Job Description
The Infrastructure Architect at Group 42 designs and improves scalable infrastructure for advanced AI platforms and enterprise operations. The role requires system architects to create cloud and on-premises systems together with networking and storage solutions that fulfill security needs while delivering operational availability and peak performance.
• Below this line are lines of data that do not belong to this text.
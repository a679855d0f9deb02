//! HTTP boundary for the discovery document.
//!
//! Serves the document built by [`apiscribe_engine::DiscoveryService`] under
//! `/mcp`, together with a tools-only listing, a cache invalidation hook and a
//! minimal JSON-RPC envelope for MCP clients (`initialize`, `tools/list`,
//! `ping`).

pub mod error;
pub mod jsonrpc;
pub mod server;

pub use error::ServerError;
pub use jsonrpc::{JsonRpcError, JsonRpcRequest, JsonRpcResponse};
pub use server::{McpHttpServer, PROTOCOL_VERSION, RunningMcpHttpServer, resolve_bind_address, router};
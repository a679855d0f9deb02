use apiscribe_engine::{ApiManifest, DiscoveryOptions, DiscoveryService, DocumentationIndex};
use apiscribe_types::{Document, SchemaKind, Tool};
use serde_json::{Value, json};
use std::path::Path;
use std::sync::Arc;

fn load_fixture() -> ApiManifest {
    let manifest = include_str!("data/shop_manifest.json");
    ApiManifest::from_json_str(manifest).expect("load manifest from fixture")
}

fn generate(options: DiscoveryOptions) -> Arc<Document> {
    DiscoveryService::from_manifest(load_fixture(), options)
        .generate_document()
        .expect("generate document")
}

fn tool<'d>(document: &'d Document, name: &str) -> &'d Tool {
    document
        .tool(name)
        .unwrap_or_else(|| panic!("expected tool {name}, got {:?}", document.tools.iter().map(|t| &t.name).collect::<Vec<_>>()))
}

#[test]
fn emits_one_tool_per_routable_endpoint() {
    let document = generate(DiscoveryOptions::default());
    let names: Vec<_> = document.tools.iter().map(|tool| tool.name.as_str()).collect();

    assert_eq!(names, vec!["Customer_Get", "Orders_Create", "Orders_Tag", "Categories_Tree"]);
}

#[test]
fn optional_route_parameter_is_required_and_stripped() {
    let document = generate(DiscoveryOptions::default());
    let customer = tool(&document, "Customer_Get");
    let input = &customer.input_schema;

    assert!(input.property("customerId").is_some());
    assert!(input.property("customerId?").is_none());
    assert!(input.is_required("customerId"));
    assert!(!input.is_required("includeOrders"));
    assert_eq!(customer.description, "GET api/Customer/{customerId?}");
    assert_eq!(customer.annotation_str("http_method"), Some("GET"));
    assert_eq!(
        customer.annotation_str("handler_type"),
        Some("Shop.Controllers.CustomerController")
    );
}

#[test]
fn output_schema_walks_the_inheritance_chain() {
    let document = generate(DiscoveryOptions::default());
    let output = &tool(&document, "Customer_Get").output_schema;

    let names: Vec<&str> = output
        .properties
        .as_ref()
        .map(|properties| properties.keys().map(String::as_str).collect())
        .unwrap_or_default();
    assert_eq!(names, vec!["Email", "Tier", "Id", "CreatedAt"]);

    let email = output.property("Email").expect("email property");
    assert_eq!(email.format.as_deref(), Some("email"));
    assert!(output.is_required("Email"));
    assert!(output.is_required("Id"));
    assert_eq!(
        output.property("CreatedAt").and_then(|created| created.format.as_deref()),
        Some("date-time")
    );

    let tier = output.property("Tier").expect("tier property");
    assert_eq!(tier.kind, SchemaKind::Integer);
    assert_eq!(tier.enum_values, Some(vec![json!(0), json!(10)]));
}

#[test]
fn post_binds_complex_body_and_explicit_query() {
    let document = generate(DiscoveryOptions::default());
    let create = tool(&document, "Orders_Create");
    let value = serde_json::to_value(create).expect("serialize tool");
    let properties = &value["inputSchema"]["properties"];

    assert_eq!(properties["order"]["x-source"], "body");
    assert_eq!(properties["order"]["x-detection-method"], "http_method_inference");
    assert_eq!(properties["notify"]["x-source"], "query");
    assert_eq!(properties["notify"]["x-detection-method"], "explicit");
    assert!(properties.get("cancellationToken").is_none());

    assert_eq!(
        properties["order"]["properties"]["Status"],
        json!({ "type": "string", "enum": ["Pending", "Shipped", "Delivered"] })
    );
    assert_eq!(properties["order"]["properties"]["Quantity"]["minimum"], json!(1.0));
    assert_eq!(properties["order"]["properties"]["Note"]["maxLength"], json!(200));
    assert_eq!(value["outputSchema"], json!({ "type": "object" }));
}

#[test]
fn dictionary_body_is_an_open_object() {
    let document = generate(DiscoveryOptions::default());
    let tag = tool(&document, "Orders_Tag");
    let tags = tag.input_schema.property("tags").expect("tags parameter");

    assert_eq!(tags.kind, SchemaKind::Object);
    assert_eq!(tags.additional_properties, Some(true));
    assert!(tags.properties.is_none());
    assert_eq!(tags.annotation("x-source"), Some(&Value::from("body")));
    assert_eq!(
        tag.input_schema.property("orderId").map(|order_id| order_id.kind),
        Some(SchemaKind::Integer)
    );
    assert_eq!(tag.output_schema.kind, SchemaKind::Null);
    assert_eq!(tag.description, "PUT api/orders/{orderId:int}/tags");
}

#[test]
fn self_referential_output_terminates() {
    let document = generate(DiscoveryOptions::default());
    let tree = tool(&document, "Categories_Tree");
    let value = serde_json::to_value(&tree.output_schema).expect("serialize output schema");

    assert_eq!(value["type"], "array");
    assert_eq!(
        value["items"]["properties"]["Parent"],
        json!({
            "type": "object",
            "description": "Circular reference to Category",
            "properties": {},
            "required": []
        })
    );
    assert_eq!(tree.annotation_str("route_template"), Some("/categories/tree"));
}

#[test]
fn documentation_index_supplies_descriptions() {
    let path = Path::new(env!("CARGO_MANIFEST_DIR")).join("tests/data/shop_docs.yaml");
    let documentation = DocumentationIndex::load(&path).expect("load documentation index");
    let service = DiscoveryService::from_manifest(load_fixture(), DiscoveryOptions::default())
        .with_documentation(Arc::new(documentation));

    let document = service.generate_document().expect("generate document");
    let customer = tool(&document, "Customer_Get");

    assert_eq!(customer.description, "Returns a customer profile.");
    assert_eq!(
        customer
            .input_schema
            .property("customerId")
            .and_then(|node| node.description.as_deref()),
        Some("Customer identifier; omit for the current customer.")
    );
    assert_eq!(
        customer
            .output_schema
            .property("Email")
            .and_then(|node| node.description.as_deref()),
        Some("Primary contact address.")
    );
}

#[test]
fn descriptions_can_be_disabled() {
    let path = Path::new(env!("CARGO_MANIFEST_DIR")).join("tests/data/shop_docs.yaml");
    let documentation = DocumentationIndex::load(&path).expect("load documentation index");
    let options = DiscoveryOptions {
        include_descriptions: false,
        ..Default::default()
    };
    let service = DiscoveryService::from_manifest(load_fixture(), options).with_documentation(Arc::new(documentation));

    let document = service.generate_document().expect("generate document");

    assert_eq!(tool(&document, "Customer_Get").description, "GET api/Customer/{customerId?}");
}

#[test]
fn document_is_cached_until_invalidated() {
    let service = DiscoveryService::from_manifest(load_fixture(), DiscoveryOptions::default());

    let first = service.generate_document().expect("first pass");
    let second = service.generate_document().expect("second pass");
    assert!(Arc::ptr_eq(&first, &second));

    service.invalidate_cache();
    let third = service.generate_document().expect("third pass");
    assert!(!Arc::ptr_eq(&first, &third));
    assert_eq!(
        serde_json::to_value(&*first).expect("serialize first"),
        serde_json::to_value(&*third).expect("serialize third")
    );
}

#[test]
fn serialized_document_has_the_wire_shape() {
    let document = generate(DiscoveryOptions::default());
    let value = serde_json::to_value(&*document).expect("serialize document");

    assert_eq!(value["info"], json!({ "schema_version": "1.0" }));
    assert!(value["metadata"].as_object().is_some_and(|metadata| metadata.is_empty()));
    let first = &value["tools"][0];
    for key in ["name", "description", "inputSchema", "outputSchema", "annotations"] {
        assert!(first.get(key).is_some(), "missing key {key} in {first}");
    }
    assert_eq!(first["inputSchema"]["required"], json!(["customerId"]));
}
//! Error types for the HTTP boundary.

use apiscribe_engine::DiscoveryError;
use axum::Json;
use axum::http::StatusCode;
use axum::response::{IntoResponse, Response};
use serde_json::json;
use thiserror::Error;
use tracing::warn;

/// Failures surfaced by the plain HTTP endpoints.
#[derive(Debug, Error)]
pub enum ServerError {
    #[error("discovery failed: {0}")]
    Discovery(#[from] DiscoveryError),

    #[error("discovery task failed: {0}")]
    Task(#[from] tokio::task::JoinError),

    #[error("serialization failed: {0}")]
    Serialization(#[from] serde_json::Error),
}

impl ServerError {
    fn kind(&self) -> &'static str {
        match self {
            ServerError::Discovery(_) => "discovery",
            ServerError::Task(_) => "task",
            ServerError::Serialization(_) => "serialization",
        }
    }
}

impl IntoResponse for ServerError {
    fn into_response(self) -> Response {
        warn!(error = %self, "request failed");
        let body = json!({
            "error": {
                "kind": self.kind(),
                "message": self.to_string(),
            }
        });
        (StatusCode::INTERNAL_SERVER_ERROR, Json(body)).into_response()
    }
}
mod http;
mod routes;

pub use http::{McpHttpServer, RunningMcpHttpServer, resolve_bind_address};
pub use routes::{PROTOCOL_VERSION, router};
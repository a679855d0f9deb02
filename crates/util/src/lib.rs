//! Helpers shared by the Apiscribe engine and its front ends.
//!
//! - [`route_template`]: parameter extraction and combination of route templates
//! - [`naming`]: tool-name casing and collision handling
//! - [`path_processing`]: `~` expansion and config-relative path resolution

pub mod naming;
pub mod path_processing;
pub mod route_template;

pub use naming::{ToolNameCasing, UniqueNames, controller_action_name};
pub use path_processing::{expand_tilde, resolve_relative_to};
pub use route_template::{
    RouteAnalysis, RouteParameter, RouteTemplateError, TemplateFragment, analyze_route, combine_templates, extract_parameters,
    replace_tokens, unwrap_nullable,
};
The system architects work with engineering teams and DevOps teams and product teams to develop solutions which support AI training and inference and large-scale data processing.
Job ID: 2299
Date Posted: NA
Expiration Date: NA
Apply: Click Here
Main Duties
- Architect and optimize infrastructure for AI platforms, ensuring scalability, security, and high performance across cloud and on-premises environments.
- Design high availability and disaster recovery solutions to maintain resilience of mission-critical AI systems.
- Collaborate with engineering, DevOps, and product teams to enhance infrastructure for AI/ML workloads, networking, and storage.
- Implement automation and Infrastructure as Code (IaC) using tools like Terraform, Ansible, and Kubernetes for streamlined deployment and management.
- Evaluate and integrate emerging technologies to improve cloud efficiency, storage, networking, and overall infrastructure capabilities.
Essential Qualifications
- 12 years of experience which should include work in infrastructure architecture and cloud platforms and systems engineering for large-scale mission-critical systems.
- Demonstrated expertise with AWS, Azure and GCP through work on AI/ML projects which needed both scalability and resilience.
- Advanced expertise regarding cloud computing and networking and storage systems and IaC tools including Terraform and Ansible and CloudFormation.
- Expertise in using Docker and Kubernetes to deploy and manage AI/ML workloads.
- Knowledge of networking protocols and VPNs and firewalls and security best practices which apply to both hybrid and cloud environments.
Preferred Qualifications
- Distributed storage systems work together with high-performance computing systems that enable AI and machine learning applications.
- Developed expertise in creating disaster recovery plans and business continuity strategies which include designing systems for maintaining continuous operations.
- Collaborate with DevOps engineers and software developers and security personnel to achieve infrastructure objectives.
- AI-powered orchestration tools and autonomous systems to optimize business processes while maintaining security requirements.
- Understands current trends and upcoming infrastructure technologies which help develop advanced AI systems.